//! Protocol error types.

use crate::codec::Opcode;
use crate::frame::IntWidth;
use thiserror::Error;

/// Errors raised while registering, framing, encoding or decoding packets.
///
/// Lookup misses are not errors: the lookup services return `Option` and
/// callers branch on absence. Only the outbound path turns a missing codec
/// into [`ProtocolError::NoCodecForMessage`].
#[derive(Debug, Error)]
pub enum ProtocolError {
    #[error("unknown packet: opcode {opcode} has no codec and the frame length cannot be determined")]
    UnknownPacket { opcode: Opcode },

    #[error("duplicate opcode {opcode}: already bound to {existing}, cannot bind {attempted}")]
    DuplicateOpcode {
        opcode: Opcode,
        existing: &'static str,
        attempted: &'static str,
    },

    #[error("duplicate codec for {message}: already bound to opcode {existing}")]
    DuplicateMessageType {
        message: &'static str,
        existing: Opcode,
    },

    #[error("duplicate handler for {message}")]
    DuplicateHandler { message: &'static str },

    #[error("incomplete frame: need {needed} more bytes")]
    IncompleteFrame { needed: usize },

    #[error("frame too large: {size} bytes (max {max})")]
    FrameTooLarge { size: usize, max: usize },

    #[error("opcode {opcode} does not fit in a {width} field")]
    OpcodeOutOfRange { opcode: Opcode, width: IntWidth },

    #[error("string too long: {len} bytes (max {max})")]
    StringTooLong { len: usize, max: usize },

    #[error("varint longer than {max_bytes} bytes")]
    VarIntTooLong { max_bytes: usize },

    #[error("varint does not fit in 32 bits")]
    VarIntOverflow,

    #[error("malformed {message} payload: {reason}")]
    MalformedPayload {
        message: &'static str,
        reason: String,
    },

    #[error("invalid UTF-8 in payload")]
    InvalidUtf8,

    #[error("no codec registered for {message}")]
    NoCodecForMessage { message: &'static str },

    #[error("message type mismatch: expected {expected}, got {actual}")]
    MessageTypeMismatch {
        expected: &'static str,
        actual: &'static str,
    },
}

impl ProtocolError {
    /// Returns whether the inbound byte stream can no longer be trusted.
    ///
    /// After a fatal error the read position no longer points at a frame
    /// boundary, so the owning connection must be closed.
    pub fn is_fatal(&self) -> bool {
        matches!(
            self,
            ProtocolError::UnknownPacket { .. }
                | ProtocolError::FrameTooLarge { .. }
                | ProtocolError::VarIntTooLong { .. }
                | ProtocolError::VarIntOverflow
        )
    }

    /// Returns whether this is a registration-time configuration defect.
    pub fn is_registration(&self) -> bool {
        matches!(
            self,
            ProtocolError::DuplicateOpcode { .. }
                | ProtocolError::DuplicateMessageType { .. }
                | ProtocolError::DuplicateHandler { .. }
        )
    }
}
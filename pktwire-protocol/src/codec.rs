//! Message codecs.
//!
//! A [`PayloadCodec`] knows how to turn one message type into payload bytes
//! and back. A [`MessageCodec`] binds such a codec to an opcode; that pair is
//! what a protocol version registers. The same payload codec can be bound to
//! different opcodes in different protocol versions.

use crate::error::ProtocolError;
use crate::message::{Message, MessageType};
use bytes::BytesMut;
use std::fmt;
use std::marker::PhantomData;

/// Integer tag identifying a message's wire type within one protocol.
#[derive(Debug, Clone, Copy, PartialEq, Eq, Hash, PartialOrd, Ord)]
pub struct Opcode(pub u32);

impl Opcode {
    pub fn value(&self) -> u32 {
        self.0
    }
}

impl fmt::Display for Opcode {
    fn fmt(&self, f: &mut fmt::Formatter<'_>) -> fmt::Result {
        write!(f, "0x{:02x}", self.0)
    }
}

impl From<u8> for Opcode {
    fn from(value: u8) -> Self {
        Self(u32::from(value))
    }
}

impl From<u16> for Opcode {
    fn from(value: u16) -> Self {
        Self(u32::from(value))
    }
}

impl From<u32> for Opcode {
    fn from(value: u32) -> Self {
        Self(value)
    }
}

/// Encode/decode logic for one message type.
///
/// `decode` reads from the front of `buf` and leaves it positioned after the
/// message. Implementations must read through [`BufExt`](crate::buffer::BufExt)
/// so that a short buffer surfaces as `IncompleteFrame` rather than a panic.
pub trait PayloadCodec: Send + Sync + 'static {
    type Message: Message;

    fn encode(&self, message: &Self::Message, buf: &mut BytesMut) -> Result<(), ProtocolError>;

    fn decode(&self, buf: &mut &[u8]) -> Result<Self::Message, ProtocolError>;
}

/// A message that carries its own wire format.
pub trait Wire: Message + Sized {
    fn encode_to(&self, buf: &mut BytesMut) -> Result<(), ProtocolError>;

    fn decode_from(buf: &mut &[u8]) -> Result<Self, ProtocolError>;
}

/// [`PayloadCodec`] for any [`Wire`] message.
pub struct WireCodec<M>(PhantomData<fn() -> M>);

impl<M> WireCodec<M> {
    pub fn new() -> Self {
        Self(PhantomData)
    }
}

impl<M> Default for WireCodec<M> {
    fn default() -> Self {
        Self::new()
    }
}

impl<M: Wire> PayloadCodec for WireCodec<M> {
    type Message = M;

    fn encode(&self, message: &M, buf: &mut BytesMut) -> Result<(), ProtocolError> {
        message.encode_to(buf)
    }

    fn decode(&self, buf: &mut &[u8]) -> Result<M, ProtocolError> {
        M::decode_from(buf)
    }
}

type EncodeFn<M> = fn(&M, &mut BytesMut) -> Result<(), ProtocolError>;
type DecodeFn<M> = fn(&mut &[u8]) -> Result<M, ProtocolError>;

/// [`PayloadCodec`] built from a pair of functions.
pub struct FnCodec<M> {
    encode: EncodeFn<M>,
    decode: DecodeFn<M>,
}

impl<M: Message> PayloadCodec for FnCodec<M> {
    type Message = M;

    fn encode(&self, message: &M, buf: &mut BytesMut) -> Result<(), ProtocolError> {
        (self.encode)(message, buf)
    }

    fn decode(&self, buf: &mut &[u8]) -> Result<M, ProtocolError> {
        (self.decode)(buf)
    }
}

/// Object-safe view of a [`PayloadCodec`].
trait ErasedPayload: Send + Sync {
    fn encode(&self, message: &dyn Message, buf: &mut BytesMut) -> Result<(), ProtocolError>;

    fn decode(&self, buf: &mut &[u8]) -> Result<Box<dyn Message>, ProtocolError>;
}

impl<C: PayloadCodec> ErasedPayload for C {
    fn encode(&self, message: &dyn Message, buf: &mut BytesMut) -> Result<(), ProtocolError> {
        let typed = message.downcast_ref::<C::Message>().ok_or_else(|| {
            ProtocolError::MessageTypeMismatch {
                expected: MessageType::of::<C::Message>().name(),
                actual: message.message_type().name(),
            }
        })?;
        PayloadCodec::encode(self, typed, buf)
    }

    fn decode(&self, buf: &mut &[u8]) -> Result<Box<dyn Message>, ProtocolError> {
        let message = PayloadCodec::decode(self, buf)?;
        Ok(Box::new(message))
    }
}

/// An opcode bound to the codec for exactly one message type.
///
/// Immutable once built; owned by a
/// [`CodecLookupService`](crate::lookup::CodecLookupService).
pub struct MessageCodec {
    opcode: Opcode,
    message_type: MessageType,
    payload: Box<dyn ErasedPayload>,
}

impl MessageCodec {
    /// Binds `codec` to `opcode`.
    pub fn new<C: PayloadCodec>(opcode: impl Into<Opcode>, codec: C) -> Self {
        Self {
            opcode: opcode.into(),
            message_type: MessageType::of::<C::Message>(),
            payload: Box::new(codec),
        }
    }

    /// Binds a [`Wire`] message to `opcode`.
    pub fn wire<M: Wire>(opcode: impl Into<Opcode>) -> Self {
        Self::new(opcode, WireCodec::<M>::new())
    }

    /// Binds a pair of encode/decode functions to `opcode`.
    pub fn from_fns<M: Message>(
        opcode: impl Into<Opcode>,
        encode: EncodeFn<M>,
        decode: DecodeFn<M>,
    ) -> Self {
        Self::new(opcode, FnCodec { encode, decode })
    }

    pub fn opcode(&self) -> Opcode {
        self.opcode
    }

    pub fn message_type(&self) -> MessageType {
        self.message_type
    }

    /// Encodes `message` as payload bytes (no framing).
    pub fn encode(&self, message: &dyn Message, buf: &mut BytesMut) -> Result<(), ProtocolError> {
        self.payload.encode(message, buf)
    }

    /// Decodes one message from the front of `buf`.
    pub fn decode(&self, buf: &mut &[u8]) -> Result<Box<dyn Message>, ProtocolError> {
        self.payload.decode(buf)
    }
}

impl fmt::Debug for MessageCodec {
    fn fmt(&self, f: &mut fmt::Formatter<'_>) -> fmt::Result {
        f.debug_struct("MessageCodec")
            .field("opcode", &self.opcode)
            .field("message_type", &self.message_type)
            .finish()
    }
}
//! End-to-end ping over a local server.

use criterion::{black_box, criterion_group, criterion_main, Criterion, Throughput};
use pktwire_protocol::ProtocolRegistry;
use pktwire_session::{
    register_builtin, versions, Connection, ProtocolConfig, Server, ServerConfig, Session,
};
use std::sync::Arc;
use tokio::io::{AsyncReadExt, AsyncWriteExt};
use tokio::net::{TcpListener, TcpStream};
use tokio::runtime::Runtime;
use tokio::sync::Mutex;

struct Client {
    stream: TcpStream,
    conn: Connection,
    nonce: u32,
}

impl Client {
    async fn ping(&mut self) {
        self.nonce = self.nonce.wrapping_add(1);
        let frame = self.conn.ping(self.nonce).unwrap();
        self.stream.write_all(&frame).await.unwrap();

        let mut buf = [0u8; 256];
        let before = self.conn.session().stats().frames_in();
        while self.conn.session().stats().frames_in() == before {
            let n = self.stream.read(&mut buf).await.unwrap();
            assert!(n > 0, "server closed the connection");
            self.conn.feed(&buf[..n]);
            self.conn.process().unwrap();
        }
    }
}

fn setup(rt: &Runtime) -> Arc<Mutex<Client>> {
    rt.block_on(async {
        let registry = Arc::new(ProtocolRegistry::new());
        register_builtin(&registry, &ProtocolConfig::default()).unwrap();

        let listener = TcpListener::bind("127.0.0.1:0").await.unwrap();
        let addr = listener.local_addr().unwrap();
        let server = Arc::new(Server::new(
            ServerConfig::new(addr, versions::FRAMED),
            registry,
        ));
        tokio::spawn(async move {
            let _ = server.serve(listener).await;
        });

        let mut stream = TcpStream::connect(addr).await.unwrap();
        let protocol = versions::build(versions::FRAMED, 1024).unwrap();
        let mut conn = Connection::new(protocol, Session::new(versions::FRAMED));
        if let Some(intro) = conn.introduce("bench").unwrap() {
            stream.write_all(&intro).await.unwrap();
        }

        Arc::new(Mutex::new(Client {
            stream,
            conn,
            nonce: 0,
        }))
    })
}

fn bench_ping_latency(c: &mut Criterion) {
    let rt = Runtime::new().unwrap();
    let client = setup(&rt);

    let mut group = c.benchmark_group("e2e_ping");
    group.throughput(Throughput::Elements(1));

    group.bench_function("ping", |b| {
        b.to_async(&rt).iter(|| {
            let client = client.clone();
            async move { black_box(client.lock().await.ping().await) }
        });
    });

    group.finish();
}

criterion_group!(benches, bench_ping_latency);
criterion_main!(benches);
----
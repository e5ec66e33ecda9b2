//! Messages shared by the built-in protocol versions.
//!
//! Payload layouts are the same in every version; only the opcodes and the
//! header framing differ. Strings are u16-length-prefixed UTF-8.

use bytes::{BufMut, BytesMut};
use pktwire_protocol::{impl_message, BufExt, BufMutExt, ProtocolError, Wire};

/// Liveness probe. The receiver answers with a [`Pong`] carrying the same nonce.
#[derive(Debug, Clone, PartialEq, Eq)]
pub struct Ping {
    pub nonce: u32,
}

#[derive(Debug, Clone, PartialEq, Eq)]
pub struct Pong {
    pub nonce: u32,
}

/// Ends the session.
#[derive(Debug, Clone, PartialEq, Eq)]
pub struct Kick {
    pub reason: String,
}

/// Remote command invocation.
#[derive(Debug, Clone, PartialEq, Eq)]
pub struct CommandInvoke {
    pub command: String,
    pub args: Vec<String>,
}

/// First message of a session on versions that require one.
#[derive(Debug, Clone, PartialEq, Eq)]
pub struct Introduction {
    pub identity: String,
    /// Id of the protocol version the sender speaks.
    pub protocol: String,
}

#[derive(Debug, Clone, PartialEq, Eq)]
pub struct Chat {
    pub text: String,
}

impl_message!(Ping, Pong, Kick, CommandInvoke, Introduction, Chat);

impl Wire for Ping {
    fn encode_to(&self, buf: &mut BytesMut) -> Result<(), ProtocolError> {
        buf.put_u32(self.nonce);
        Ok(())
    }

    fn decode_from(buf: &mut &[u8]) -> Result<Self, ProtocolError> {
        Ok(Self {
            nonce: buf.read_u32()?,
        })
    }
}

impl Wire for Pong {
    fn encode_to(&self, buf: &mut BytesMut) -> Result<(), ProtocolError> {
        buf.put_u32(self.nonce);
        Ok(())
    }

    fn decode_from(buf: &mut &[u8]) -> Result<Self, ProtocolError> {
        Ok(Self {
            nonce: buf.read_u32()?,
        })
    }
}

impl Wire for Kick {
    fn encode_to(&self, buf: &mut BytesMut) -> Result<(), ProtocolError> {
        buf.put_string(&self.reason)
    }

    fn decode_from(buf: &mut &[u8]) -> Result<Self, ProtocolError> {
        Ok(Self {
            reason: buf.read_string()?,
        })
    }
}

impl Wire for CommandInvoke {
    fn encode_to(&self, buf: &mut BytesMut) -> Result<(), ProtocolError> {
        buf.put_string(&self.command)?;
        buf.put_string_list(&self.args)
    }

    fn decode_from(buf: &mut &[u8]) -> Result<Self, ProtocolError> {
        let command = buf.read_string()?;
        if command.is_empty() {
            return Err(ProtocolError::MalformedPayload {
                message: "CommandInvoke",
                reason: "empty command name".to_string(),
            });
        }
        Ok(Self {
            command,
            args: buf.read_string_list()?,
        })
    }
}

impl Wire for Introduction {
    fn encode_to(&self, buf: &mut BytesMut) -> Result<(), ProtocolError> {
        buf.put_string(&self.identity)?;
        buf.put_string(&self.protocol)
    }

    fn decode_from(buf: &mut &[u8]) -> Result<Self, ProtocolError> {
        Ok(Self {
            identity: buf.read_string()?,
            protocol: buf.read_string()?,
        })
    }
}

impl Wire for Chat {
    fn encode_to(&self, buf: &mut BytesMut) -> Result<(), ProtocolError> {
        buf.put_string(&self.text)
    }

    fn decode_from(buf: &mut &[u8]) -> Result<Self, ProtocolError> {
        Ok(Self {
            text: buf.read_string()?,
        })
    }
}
----
Task
Please reproduce, exactly as they appear above, the lines from the line containing "let rt = Runtime::new().unwrap();" up to and including the line containing "criterion_main!(benches);".

Response area
    let rt = Runtime::new().unwrap();
    let client = setup(&rt);

    let mut group = c.benchmark_group("e2e_ping");
    group.throughput(Throughput::Elements(1));

    group.bench_function("ping", |b| {
        b.to_async(&rt).iter(|| {
            let client = client.clone();
            async move { black_box(client.lock().await.ping().await) }
        });
    });

    group.finish();
}

criterion_group!(benches, bench_ping_latency);
criterion_main!(benches);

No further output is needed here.